§ Records supplied
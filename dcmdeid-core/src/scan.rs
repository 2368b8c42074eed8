//! Field inventory: distinct values per field across a corpus.

use std::collections::{BTreeMap, BTreeSet};
use std::path::Path;

use csv::WriterBuilder;

use crate::dicom::dict::FILE_META_VERSION;
use crate::dicom::record::{DicomFile, ValueText};
use crate::error::Result;
use crate::tag::FieldAddress;
use crate::walk::walk_file;

pub const BINARY_PLACEHOLDER: &str = "POTENTIAL PHI; REMOVE: binary data";
/// Rows whose first value is this long or longer are left out of the report.
pub const MAX_FIRST_VALUE_LEN: usize = 128;

#[derive(Clone, Debug, Default)]
pub struct FieldInventory {
    fields: BTreeMap<(String, String), BTreeSet<String>>,
}

impl FieldInventory {
    pub fn new() -> Self {
        Self::default()
    }

    /// Record every leaf value of `file`.
    pub fn add(&mut self, file: &DicomFile) {
        walk_file(file, |address, path, element| {
            let value = match element.value_text() {
                ValueText::Text(s) => s,
                ValueText::Binary(raw) if is_meta_version(address) => hex::encode(raw),
                ValueText::Binary(_) => BINARY_PLACEHOLDER.to_string(),
                ValueText::Sequence(n) => format!("<sequence of {n} items>"),
            };
            self.fields
                .entry((address.to_string(), path.to_string()))
                .or_default()
                .insert(value);
        });
    }

    pub fn len(&self) -> usize {
        self.fields.len()
    }

    pub fn is_empty(&self) -> bool {
        self.fields.is_empty()
    }

    pub fn values(&self, address: &str, path: &str) -> Option<&BTreeSet<String>> {
        self.fields.get(&(address.to_string(), path.to_string()))
    }

    /// Rows `address, path, value1..valueN` with at most `limit` values each.
    pub fn rows(&self, limit: usize) -> Vec<Vec<String>> {
        self.fields
            .iter()
            .filter(|(_, values)| {
                values
                    .iter()
                    .next()
                    .is_none_or(|first| first.chars().count() < MAX_FIRST_VALUE_LEN)
            })
            .map(|((address, path), values)| {
                let mut row = vec![address.clone(), path.clone()];
                row.extend(values.iter().take(limit).cloned());
                row
            })
            .collect()
    }

    pub fn write_csv(&self, path: &Path, limit: usize) -> Result<()> {
        let mut writer = WriterBuilder::new()
            .has_headers(false)
            .flexible(true)
            .from_path(path)?;
        for row in self.rows(limit) {
            writer.write_record(&row)?;
        }
        writer.flush()?;
        Ok(())
    }
}

fn is_meta_version(address: &FieldAddress) -> bool {
    address.tags() == [FILE_META_VERSION]
}

#[cfg(test)]
mod tests {
    use super::*;
    use crate::dicom::dict::{PATIENT_NAME, PIXEL_DATA};
    use crate::dicom::record::{EXPLICIT_VR_LITTLE_ENDIAN, Element};
    use crate::dicom::vr::Vr;
    use tempfile::tempdir;

    fn record(name: &str) -> DicomFile {
        let mut file = DicomFile::new(EXPLICIT_VR_LITTLE_ENDIAN, "1.2", "3.4").unwrap();
        file.dataset.put_text(PATIENT_NAME, Vr::PN, name);
        file.dataset
            .insert(0x0009_1001, Element::bytes(Vr::OB, vec![1, 2, 3, 4]));
        file.dataset
            .insert(PIXEL_DATA, Element::bytes(Vr::OW, vec![0; 8]));
        file
    }

    #[test]
    fn values_are_collected_per_field() {
        let mut inventory = FieldInventory::new();
        inventory.add(&record("Doe^Jane"));
        inventory.add(&record("Roe^Rick"));
        inventory.add(&record("Doe^Jane"));

        let names = inventory.values("0x100010", "Patient's Name").unwrap();
        assert_eq!(names.len(), 2);
        let private = inventory.values("0x91001", "0x91001").unwrap();
        assert!(private.contains(BINARY_PLACEHOLDER));
        let version = inventory
            .values("0x20001", "File Meta Information Version")
            .unwrap();
        assert!(version.contains("0001"));
        assert!(inventory.values("0x7fe00010", "Pixel Data").is_none());
    }

    #[test]
    fn rows_honor_limit_and_skip_long_values() {
        let mut inventory = FieldInventory::new();
        for i in 0..5 {
            inventory.add(&record(&format!("Name{i}")));
        }
        let mut long = record("x");
        long.dataset
            .put_text(0x0010_4000, Vr::LT, &"c".repeat(200));
        inventory.add(&long);

        let rows = inventory.rows(3);
        let names = rows.iter().find(|r| r[0] == "0x100010").unwrap();
        assert_eq!(names.len(), 2 + 3);
        assert!(rows.iter().all(|r| r[0] != "0x104000"));

        let dir = tempdir().unwrap();
        let out = dir.path().join("fields.csv");
        inventory.write_csv(&out, 3).unwrap();
        let text = std::fs::read_to_string(&out).unwrap();
        assert!(text.contains("0x100010,Patient's Name,Name0,Name1,Name2\n"));
    }
}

§ Task to complete
Once you have read the records above, say how many of their lines contain the word "DicomFile", giving only that figure.

§ Solution for this exercise
4